Ausrichtung der Olympischen Sommerspiele 2024 in Paris: Die Spiele sollen zum ersten Mal in der Geschichte nachhaltig, klimapositiv und klimaneutral stattfinden. Ziele sind unter anderem die Nutzung umweltfreundlicher Energien, nachhaltiger Lebensmittelmanagementsysteme und Zero-Waste-Strategien, nachhaltige Verkehrsmittel, umweltfreundliche digitale Technologien und eine nachhaltige Wasserwirtschaft. Außerdem werden Systeme zur Messung des CO2-Fußabdrucks eingerichtet, welche an die Tourismusindustrie weitergeben werden sollen.
Die Förderung für nachhaltigen Tourismus aus dem Fonds „France Relance“ beträgt 50 Millionen Euro. Sie soll den ökologischen Wandel in der Tourismusbranche unterstützen. Ein Beispiel dabei ist die Unterstützung von 73 nachhaltigen Slow-Tourism-Projekten, die in einem Auswahlverfahren von 570 eingereichten Ideen ausgewählt und im kommenden Jahr umgesetzt werden sollen.
Die Stadt Grenoble wurde von der Europäischen Kommission für ihr Klimaengagement mit dem Titel „Grüne Hauptstadt Europas 2022“ geehrt. Die Lokalregierung der Stadt war eine der ersten Frankreichs, welche einen Nachhaltigkeitsplan verfolgte und diesen auch erfolgreich umsetzen konnte. Ihre Bemühungen führten zwischen 2005 und 2016 zu einer Reduktion der Treibhausgasemissionen um 25 %; bis 2030 sollen weitere 50 % erreicht werden. Lyon und Dijon waren ebenfalls in der Anwärterliste für diese Auszeichnung.
Auch Bordeaux wurde für seinen Einsatz für einen nachhaltigen Tourismus von der EU-Kommission ausgezeichnet und erhielt den Titel „European Capital of Smart Tourism 2022“. Die Stadt engagiert sich für Barrierefreiheit, nachhaltige Entwicklung, Digitalisierung, kulturelles Erbe und Kreativität. Der Schwerpunkt wird auf drei Säulen gesetzt: Wirtschaft, Soziales und Umwelt. Für Reisende soll die Freude an der Begegnung und Entdeckung von lokaler Kultur und Menschen gefördert werden. Gleichzeitig sollen dadurch die lokale Wirtschaft und ihre Ressourcen gestärkt werden.
Der Nachhaltigkeitstrend im Konsum ist auch beim Reiseverhalten sichtbar.

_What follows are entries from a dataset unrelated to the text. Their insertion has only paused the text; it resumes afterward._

use columns_config::store::{
    accepted_content_types, add_breakpoint_set, add_preset, breakpoint_options, delete_breakpoint_set,
    delete_preset, duplicate_breakpoint_set, duplicate_preset, initial_configuration, update_breakpoint_set,
    update_preset,
};
use columns_model::{Configuration, ContentType, NamingConfig};
use pretty_assertions::assert_eq;
use proptest::prelude::*;

fn catalog() -> Vec<ContentType> {
    vec![ContentType::new("article", "Article"), ContentType::new("hero", "Hero")]
}

// ── Initial document ─────────────────────────────────────────────

#[test]
fn initial_configuration_links_preset_to_first_set() {
    let config = initial_configuration(&catalog());
    assert_eq!(config.breakpoints.len(), 1);
    assert_eq!(config.breakpoints[0].name, "Breakpoints 1");
    assert_eq!(config.presets.len(), 1);
    assert_eq!(config.presets[0].name, "Preset 1");
    assert_eq!(config.presets[0].id, "preset-1");
    assert_eq!(config.presets[0].breakpoints, "breakpoints-1");
    assert_eq!(config.presets[0].accepted_content_types, ["article", "hero"]);
}

// ── Adding ───────────────────────────────────────────────────────

#[test]
fn second_breakpoint_set_is_numbered_two() {
    let config = add_breakpoint_set(&Configuration::default());
    assert_eq!(config.breakpoints[0].name, "Breakpoints 1");

    let config = add_breakpoint_set(&config);
    assert_eq!(config.breakpoints[1].name, "Breakpoints 2");
    assert_eq!(config.breakpoints[1].id, "breakpoints-2");
    assert_eq!(config.breakpoints[1].breakpoints.len(), 3);
}

#[test]
fn add_does_not_mutate_input() {
    let before = initial_configuration(&catalog());
    let after = add_breakpoint_set(&before);
    assert_eq!(before.breakpoints.len(), 1);
    assert_eq!(after.breakpoints.len(), 2);
}

#[test]
fn add_probes_past_gap_left_by_delete() {
    let config = add_breakpoint_set(&add_breakpoint_set(&add_breakpoint_set(&Configuration::default())));
    // Remove "Breakpoints 1": two remain, so probing starts at 3, which is taken.
    let config = delete_breakpoint_set(&config, 0);
    let config = add_breakpoint_set(&config);
    let names: Vec<_> = config.breakpoints.iter().map(|b| b.name.as_str()).collect();
    assert_eq!(names, ["Breakpoints 2", "Breakpoints 3", "Breakpoints 4"]);
}

#[test]
fn add_preset_defaults_to_first_set_and_whole_catalog() {
    let config = add_breakpoint_set(&initial_configuration(&[]));
    let config = add_preset(&config, &catalog());
    let preset = &config.presets[1];
    assert_eq!(preset.name, "Preset 2");
    assert_eq!(preset.breakpoints, config.breakpoints[0].id);
    assert_eq!(preset.accepted_content_types, ["article", "hero"]);
}

#[test]
fn add_preset_without_sets_synthesizes_one() {
    let config = add_preset(&Configuration::default(), &[]);
    assert_eq!(config.breakpoints.len(), 1);
    assert_eq!(config.presets[0].breakpoints, config.breakpoints[0].id);
    assert!(config.presets[0].accepted_content_types.is_empty());
}

#[test]
fn add_uses_configured_prefixes() {
    let naming = NamingConfig {
        preset_prefix: "Layout".into(),
        breakpoints_prefix: "Grid".into(),
        ..NamingConfig::default()
    };
    let config = columns_config::store::add_preset_with(&Configuration::default(), &[], &naming);
    assert_eq!(config.presets[0].name, "Layout 1");
    assert_eq!(config.breakpoints[0].id, "grid-1");
}

// ── Update & delete ──────────────────────────────────────────────

#[test]
fn update_replaces_at_index() {
    let config = initial_configuration(&catalog());
    let mut preset = config.presets[0].clone();
    preset.clear();
    let config = update_preset(&config, 0, preset);
    assert!(config.presets[0].accepted_content_types.is_empty());
}

#[test]
fn update_out_of_range_is_noop() {
    let config = initial_configuration(&catalog());
    let preset = config.presets[0].clone();
    assert_eq!(update_preset(&config, 5, preset), config);
    let set = config.breakpoints[0].clone();
    assert_eq!(update_breakpoint_set(&config, 5, set), config);
}

#[test]
fn rename_does_not_migrate_preset_reference() {
    let config = initial_configuration(&catalog());
    let mut set = config.breakpoints[0].clone();
    set.rename("Landing");
    let config = update_breakpoint_set(&config, 0, set);
    assert_eq!(config.breakpoints[0].id, "landing");
    assert_eq!(config.presets[0].breakpoints, "breakpoints-1");
}

#[test]
fn deleting_referenced_set_leaves_preset_pointing_at_it() {
    let config = initial_configuration(&catalog());
    let config = delete_breakpoint_set(&config, 0);
    assert!(config.breakpoints.is_empty());
    assert_eq!(config.presets[0].breakpoints, "breakpoints-1");
}

#[test]
fn delete_out_of_range_is_noop() {
    let config = initial_configuration(&catalog());
    assert_eq!(delete_preset(&config, 3), config);
    assert_eq!(delete_breakpoint_set(&config, 3), config);
}

// ── Duplicate ────────────────────────────────────────────────────

#[test]
fn duplicate_set_gets_copy_name_and_fresh_uids() {
    let config = initial_configuration(&catalog());
    let config = duplicate_breakpoint_set(&config, 0);
    let (source, copy) = (&config.breakpoints[0], &config.breakpoints[1]);
    assert_eq!(copy.name, "Breakpoints 1 copy");
    assert_eq!(copy.id, "breakpoints-1-copy");
    assert_ne!(copy.uid, source.uid);
    assert_ne!(copy.breakpoints[0].uid, source.breakpoints[0].uid);
    assert_eq!(copy.breakpoints[0].value, source.breakpoints[0].value);

    let config = duplicate_breakpoint_set(&config, 0);
    assert_eq!(config.breakpoints[2].name, "Breakpoints 1 copy 2");
}

#[test]
fn duplicate_preset_keeps_reference() {
    let config = duplicate_preset(&initial_configuration(&catalog()), 0);
    assert_eq!(config.presets[1].name, "Preset 1 copy");
    assert_eq!(config.presets[1].breakpoints, config.presets[0].breakpoints);
    assert_eq!(duplicate_preset(&config, 9), config);
}

// ── Read models ──────────────────────────────────────────────────

#[test]
fn read_models_resolve_or_empty() {
    let config = initial_configuration(&catalog());
    assert_eq!(accepted_content_types(&config, "preset-1"), ["article", "hero"]);
    assert!(accepted_content_types(&config, "nope").is_empty());
    assert_eq!(breakpoint_options(&config, "breakpoints-1").len(), 3);
    assert!(breakpoint_options(&config, "nope").is_empty());
}

// ── Name uniqueness under arbitrary edits ────────────────────────

#[derive(Debug, Clone)]
enum Op {
    AddSet,
    AddPreset,
    DeleteSet(usize),
    DeletePreset(usize),
    RenameSet(usize, u8),
}

fn op_strategy() -> impl Strategy<Value = Op> {
    prop_oneof![
        3 => Just(Op::AddSet),
        3 => Just(Op::AddPreset),
        1 => (0usize..8).prop_map(Op::DeleteSet),
        1 => (0usize..8).prop_map(Op::DeletePreset),
        1 => (0usize..8, 1u8..6).prop_map(|(i, n)| Op::RenameSet(i, n)),
    ]
}

proptest! {
    #[test]
    fn generated_names_are_never_duplicated(ops in prop::collection::vec(op_strategy(), 1..40)) {
        let mut config = Configuration::default();
        for op in ops {
            match op {
                Op::AddSet => {
                    config = add_breakpoint_set(&config);
                    let added = config.breakpoints.last().unwrap();
                    let same = config.breakpoints.iter().filter(|b| b.name == added.name).count();
                    prop_assert_eq!(same, 1);
                }
                Op::AddPreset => {
                    config = add_preset(&config, &[]);
                    let added = config.presets.last().unwrap();
                    let same = config.presets.iter().filter(|p| p.name == added.name).count();
                    prop_assert_eq!(same, 1);
                }
                Op::DeleteSet(i) => config = delete_breakpoint_set(&config, i),
                Op::DeletePreset(i) => config = delete_preset(&config, i),
                Op::RenameSet(i, n) => {
                    if let Some(mut set) = config.breakpoints.get(i).cloned() {
                        set.rename(&format!("Breakpoints {n}"));
                        config = update_breakpoint_set(&config, i, set);
                    }
                }
            }
        }
    }
}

Mehr als eine*r von zwei befragten französischen Bürger*innen gibt an, dass sie*er bei den Reiseentscheidungen von Nachhaltigkeit beeinflusst wird (53 %).
Laut dem „Trendbuch 2022“, welches das „Welcome City Lab“, eine bekannte Referenz am Tourismussektor in Frankreich, auf der Tourismusfachmesse „IFTM Top Resa“ im Oktober 2021 veröffentlichte, haben 82 % der Französinnen*Franzosen Lust auf Urlaub, bei welchem die Natur und Outdooraktivitäten im Mittelpunkt stehen. Für ein Drittel der Französinnen*Franzosen ist eine nachhaltige Tourismusentwicklung bei der Auswahl ihrer Destination entscheidend. 40 % der französischen Urlauber*innen werden mehr Wert darauf legen, ihre nächsten Urlaubsziele mit dem Auto zu erreichen (Flug vermeiden) und 30 % werden CO2-arme Verkehrsmittel wie den Zug nutzen. Insbesondere familiengeführte 3- bis 4-Sterne-Hotels und persönlich geführte Ferienwohnungen gehören zu den bevorzugten Beherbergungskategorien der an Nachhaltigkeit Interessierten (anstatt großer Unterkunftsstrukturen). Das Profil der an Nachhaltigkeit interessierten Gäste in Frankreich umfasst v. a. Paare oder Singles ohne Kinder sowie Familien mit Kindern unter 17 Jahren. Sie wollen vor allem Einheimische treffen und kulturelle Entdeckungen bzw. Erlebnisse machen.
Laut einer Umfrage von „Le Figaro“ wird auch der Aktivurlaub für 17 % der Französinnen*Franzosen zu den starken Trends im Jahr 2022 gehören, insbesondere Wandern und Radfahren.
Das Urlaubsland Österreich profitiert in Frankreich von einem sehr guten Image in Bezug auf Nachhaltigkeit. Österreichs wird allgemein mit einem „grünen“, sehr umweltbewussten Reiseziel in Verbindung gebracht. Es wird als Vorreiter gesehen und in den Medien oftmals als beispielhaft zitiert.